Après une journée toujours plus estivale que printanière, la nuit était relativement fraîche. J'arpentais les rues de la proche banlieue parisienne, à la recherche d'une victime potentielle, quand j'aperçus au loin un marginal en train d'uriner contre un arbre. Un ``sans domicile fixe'', les nommez-vous maintenant, comme si cesser de les appeler ``clochards'' allait rendre moins terrible leur condition. Il n'avait pas même une tente comme celle que Médecins du Monde a déployées cet hiver, juste un manteau crasseux pour s'isoler du sol. Malgré la distance, je constatai qu'il devait souffrir d'une maladie de peau qui couvrait de plaques squameuses ses mains et une partie de son visage.

Le malheureux me lança un regard morne quand je m'approchai à pas lents une fois qu'il se fut rassis. C'est un regard que je connais bien pour l'avoir lu dans les yeux de nombre de mes victimes, quand je ne tue pas des criminels -- le regard d'un homme dont seul le corps vit encore. Je crois que ces gens au-delà du désespoir méritent plus que nous autres vampires le terme de morts-vivants.

Je m'accroupis pour me porter à sa hauteur.

« Qu'est-c'tu m'veut, toi? aboya-t-il à mon encontre, mais même sa tentative d'hostilité manquait de vie. Ça t'excite de m'voir comme ça?

- Non. »

Ce n'était, à vrai dire, qu'une semi-vérité. Malgré sa santé précaire, l'aiguillon du désir me taraudait. Ironique, n'est-ce pas, que ce soit moi, son meurtrier, à lui avoir manifesté le plus d'intérêt de toutes ces dernières années? Mais j'étais sincère en répondant à sa question implicite: bien que j'eusse certes besoin de son sang, sa situation ne me procurait aucun plaisir.

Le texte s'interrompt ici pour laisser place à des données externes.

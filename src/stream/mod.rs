//! Device Stream (component D): a per-selected-device HID reader that turns
//! raw state reports into press/release transitions, keeps the Correlator's
//! timestamps current, and — in Relay mode — enqueues intents for the Guest
//! Forwarder.

use std::collections::HashMap;
use std::collections::HashSet;
use std::sync::mpsc::SyncSender;
use std::sync::Mutex;
use std::sync::Arc;

use kbd_proto::{Direction, GuestId, Keystroke, RelayDirection, RelayIntent};

use crate::codes::{is_rollover, key_code_to_scan_code, usage_to_key_code};
use crate::correlator::Correlator;

#[cfg(target_os = "macos")]
mod macos;

#[cfg(target_os = "macos")]
pub use macos::IoHidStreamSource;

/// One raw HID value report, as delivered by the platform's per-handle
/// input-value callback (§6: `{usage_page, usage, integer_value,
/// reporting_handle}`).
#[derive(Debug, Clone)]
pub struct RawValue {
    pub usage_page: u32,
    pub usage: u32,
    pub integer_value: i64,
    pub reporting_device_key: String,
}

const USAGE_PAGE_KEYBOARD: u32 = 0x07;

/// Platform seam for component D.
pub trait HidSource: Send + Sync {
    /// Runs until the session is torn down, invoking `on_value` for every
    /// raw HID value report observed on the selected interface(s). Returning
    /// from this call means the underlying callback has been uninstalled.
    fn run(&self, on_value: &mut dyn FnMut(RawValue)) -> Result<(), kbd_proto::EngineError>;

    /// Unblocks a concurrently running `run` call from another thread, so
    /// the Session Supervisor can tear D down on `stop_session` (§4.H). The
    /// default suits sources whose `run` returns on its own (e.g. a scripted
    /// mock); a real run-loop-backed source overrides this.
    fn request_stop(&self) {}
}

/// Keeps `prev_state: map<key_code → bool>` per §4.D and drives the
/// transition filter, correlator updates, and relay enqueueing for one
/// Session.
pub struct DeviceStream {
    selection_keys: HashSet<String>,
    prev_state: Mutex<HashMap<i32, bool>>,
    correlator: Arc<Correlator>,
    events_captured: std::sync::atomic::AtomicU64,
}

/// What the stream does with each emitted Keystroke, handed back to the
/// caller for logging / relay enqueueing. The stream itself never blocks on
/// I/O, matching the "no blocking callbacks" requirement in §5.
#[derive(Debug, Clone, PartialEq, Eq)]
pub struct Emission {
    pub keystroke: Keystroke,
    pub relay_intent: Option<RelayIntent>,
}

impl DeviceStream {
    pub fn new(selection_keys: HashSet<String>, correlator: Arc<Correlator>) -> Self {
        Self {
            selection_keys,
            prev_state: Mutex::new(HashMap::new()),
            correlator,
            events_captured: std::sync::atomic::AtomicU64::new(0),
        }
    }

    pub fn events_captured(&self) -> u64 {
        self.events_captured.load(std::sync::atomic::Ordering::Relaxed)
    }

    /// Processes one raw HID value report, returning the resulting
    /// `Emission` if the transition filter produced a Keystroke.
    ///
    /// `target` is `Some(GuestId)` when the Session is in Relay mode, so the
    /// caller should enqueue the returned `RelayIntent`; `None` in
    /// CaptureOnly mode, in which case `relay_intent` is always `None`.
    pub fn process(&self, value: RawValue, at_millis: u64, target: Option<&GuestId>) -> Option<Emission> {
        // Multi-interface managers share a callback; drop values from a
        // device outside this Session's Selection (§4.D).
        if !self.selection_keys.contains(&value.reporting_device_key) {
            return None;
        }
        if value.usage_page != USAGE_PAGE_KEYBOARD {
            return None;
        }
        if is_rollover(value.usage) {
            return None;
        }

        let key_code = usage_to_key_code(value.usage);
        let cur = value.integer_value > 0;

        let mut prev_state = self.prev_state.lock().unwrap();
        let prev = prev_state.get(&key_code).copied().unwrap_or(false);

        let direction = match (prev, cur) {
            (false, true) => Direction::Down,
            (true, false) => Direction::Up,
            _ => return None, // steady state: no transition, no Keystroke
        };
        prev_state.insert(key_code, cur);
        drop(prev_state);

        let keystroke = Keystroke {
            key_code,
            direction,
            at_millis,
            source_device_key: value.reporting_device_key,
        };

        match direction {
            Direction::Down => self.correlator.record_hid_down(key_code, at_millis),
            Direction::Up => self.correlator.record_hid_up(key_code, at_millis),
        }

        self.events_captured.fetch_add(1, std::sync::atomic::Ordering::Relaxed);

        let relay_intent = target.map(|guest| RelayIntent {
            scan_code: key_code_to_scan_code(key_code),
            direction: match direction {
                Direction::Down => RelayDirection::Press,
                Direction::Up => RelayDirection::Release,
            },
            target: guest.clone(),
        });

        Some(Emission { keystroke, relay_intent })
    }

    /// Drives `source` for the lifetime of the Session, forwarding every
    /// emitted Keystroke's log entry and relay intent to the caller-supplied
    /// sinks.
    pub fn run(
        &self,
        source: &dyn HidSource,
        now: impl Fn() -> u64,
        target: Option<&GuestId>,
        mut on_keystroke: impl FnMut(Keystroke),
        relay_tx: Option<&SyncSender<RelayIntent>>,
    ) -> Result<(), kbd_proto::EngineError> {
        source.run(&mut |value| {
            if let Some(emission) = self.process(value, now(), target) {
                if let Some(intent) = emission.relay_intent {
                    if let Some(tx) = relay_tx {
                        if let Err(err) = tx.try_send(intent) {
                            let dropped = match err {
                                std::sync::mpsc::TrySendError::Full(intent) => intent,
                                std::sync::mpsc::TrySendError::Disconnected(intent) => intent,
                            };
                            warn!("guest relay queue full, dropping {dropped:?}");
                        }
                    }
                }
                on_keystroke(emission.keystroke);
            }
        })
    }
}

/// In-memory `HidSource` driven by a fixed script, for tests and for
/// `--mock` runs off-macOS.
pub struct MockHidSource {
    script: Vec<RawValue>,
}

impl MockHidSource {
    pub fn new(script: Vec<RawValue>) -> Self {
        Self { script }
    }
}

impl HidSource for MockHidSource {
    fn run(&self, on_value: &mut dyn FnMut(RawValue)) -> Result<(), kbd_proto::EngineError> {
        for value in self.script.clone() {
            on_value(value);
        }
        Ok(())
    }
}

#[cfg(test)]
mod tests {
    use super::*;
    use std::time::Duration;

    fn correlator() -> Arc<Correlator> {
        Arc::new(Correlator::new(
            Duration::from_secs(10),
            Duration::from_millis(80),
            Duration::from_secs(30),
            50,
        ))
    }

    fn selection_of(key: &str) -> HashSet<String> {
        let mut s = HashSet::new();
        s.insert(key.to_owned());
        s
    }

    fn value(usage: u32, integer_value: i64, device_key: &str) -> RawValue {
        RawValue {
            usage_page: USAGE_PAGE_KEYBOARD,
            usage,
            integer_value,
            reporting_device_key: device_key.to_owned(),
        }
    }

    #[test]
    fn down_then_up_emits_two_keystrokes() {
        let stream = DeviceStream::new(selection_of("a"), correlator());
        let down = stream.process(value(0x1A, 1, "a"), 100, None).unwrap();
        assert_eq!(down.keystroke.direction, Direction::Down);
        assert_eq!(down.keystroke.key_code, 13);

        let up = stream.process(value(0x1A, 0, "a"), 200, None).unwrap();
        assert_eq!(up.keystroke.direction, Direction::Up);
    }

    #[test]
    fn steady_state_report_emits_nothing() {
        let stream = DeviceStream::new(selection_of("a"), correlator());
        stream.process(value(0x1A, 1, "a"), 100, None).unwrap();
        assert!(stream.process(value(0x1A, 1, "a"), 150, None).is_none());
    }

    #[test]
    fn value_from_unselected_device_is_dropped() {
        let stream = DeviceStream::new(selection_of("a"), correlator());
        assert!(stream.process(value(0x1A, 1, "b"), 100, None).is_none());
    }

    #[test]
    fn rollover_sentinel_emits_nothing() {
        let stream = DeviceStream::new(selection_of("a"), correlator());
        assert!(stream.process(value(crate::codes::ROLLOVER_SENTINEL, 1, "a"), 100, None).is_none());
    }

    #[test]
    fn relay_mode_produces_matching_intent() {
        let stream = DeviceStream::new(selection_of("a"), correlator());
        let guest = GuestId("vm-x".into());
        let down = stream.process(value(0x1A, 1, "a"), 100, Some(&guest)).unwrap();
        let intent = down.relay_intent.unwrap();
        assert_eq!(intent.scan_code, 17);
        assert_eq!(intent.direction, RelayDirection::Press);
        assert_eq!(intent.target, guest);
    }

    #[test]
    fn capture_only_mode_never_produces_an_intent() {
        let stream = DeviceStream::new(selection_of("a"), correlator());
        let down = stream.process(value(0x1A, 1, "a"), 100, None).unwrap();
        assert!(down.relay_intent.is_none());
    }

    #[test]
    fn events_captured_counts_each_emitted_keystroke() {
        let stream = DeviceStream::new(selection_of("a"), correlator());
        stream.process(value(0x1A, 1, "a"), 100, None);
        stream.process(value(0x1A, 0, "a"), 200, None);
        assert_eq!(stream.events_captured(), 2);
    }
}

J'engageai alors la conversation à sa plus grande surprise, si tant est qu'il pût encore éprouver des émotions dignes de ce nom derrière le mur de son abattement. D'abord désorienté par cette subite attention, il finit par se rendre à mes interrogations patientes et accepta de me raconter son histoire par trop banale. Il s'appelait Michel M. Une famille ouvrière, la distance avec ses parents, le dédain de ses camarades, des études ratées, des petits boulots, une ou deux tentatives de suicide, le chômage, la pauvreté, la longue descente aux enfers... Et l'indifférence, surtout, la cruelle indifférence de tous ceux qui, jour après jour, passaient à un mètre de lui sans le voir, comme s'il faisait partie du décor. Je devinai à demi-mots qu'il eût pu devenir un menuisier de talent, pourtant, si les événements avaient été autres. Mais il était bien trop tard pour envisager un nouvel espoir. Notre discussion dura près d'une heure.

Enfin, après m'être assuré que les alentours étaient parfaitement déserts, je m'approchai en silence. Il n'y avait rien à dire; il savait déjà, instinctivement, que je serais sa fin. Il ne fit pas un geste pour se défendre quand je l'entourai de mes bras -- ce qui, d'ailleurs, eût aussitôt sauvé sa vie, car je serais allé me chercher une autre victime, -- ni quand je plongeai mes dents dans sa chair et sentis avec un frisson son sang jaillir dans ma bouche. Les images que convoyaient son fluide vital confirmèrent tout le reste, la vacuité de son existence, le néant dévasté qu'était devenu son esprit.

Quant tout fut fini quelques minutes plus tard, j'emportai son corps pour m'assurer qu'il ne serait pas retrouvé de sitôt. Sinistre tâche que celle-là, et j'eusse préféré ne pas prolonger dans sa mort le non-être qui avait marqué sa vie. Hélas, je n'avais pas le choix, à cause des chasseurs. Pas de cadavre, pas de preuve, pas de piste. Michel M. n'existera désormais plus que dans mon souvenir, et dans le vôtre, un peu, je l'espère.

Dans les jours qui viennent, peut-être un membre d'une association caritative remarquera-t-il sa disparition et la signalera-t-elle à la police, laquelle se hâtera de classer l'affaire sans suite. Personne ne se soucie réellement du sort d'un vagabond. Certainement pas, en tout cas, ses voisins bien-pensants qui prenaient grand soin de ne pas le voir.

Alors, qui est le plus condamnable? Moi, qui ai mis fin à ses jours? Ou vous, qui l'avez privé de tout, jusqu'au droit le plus élémentaire: celui d'exister dans votre regard?

Ajout du 14 mai 2007 Il fait bon constater qu'il reste encore des humanistes pour prendre la plume et alerter leurs contemporains sur la misère des laissés pour compte ou pour agir au quotidien dans la mesure de leurs moyens. Je rêve d'un jour où je ne pourrais plus affirmer sans mentir avoir tué un innocent par commisération.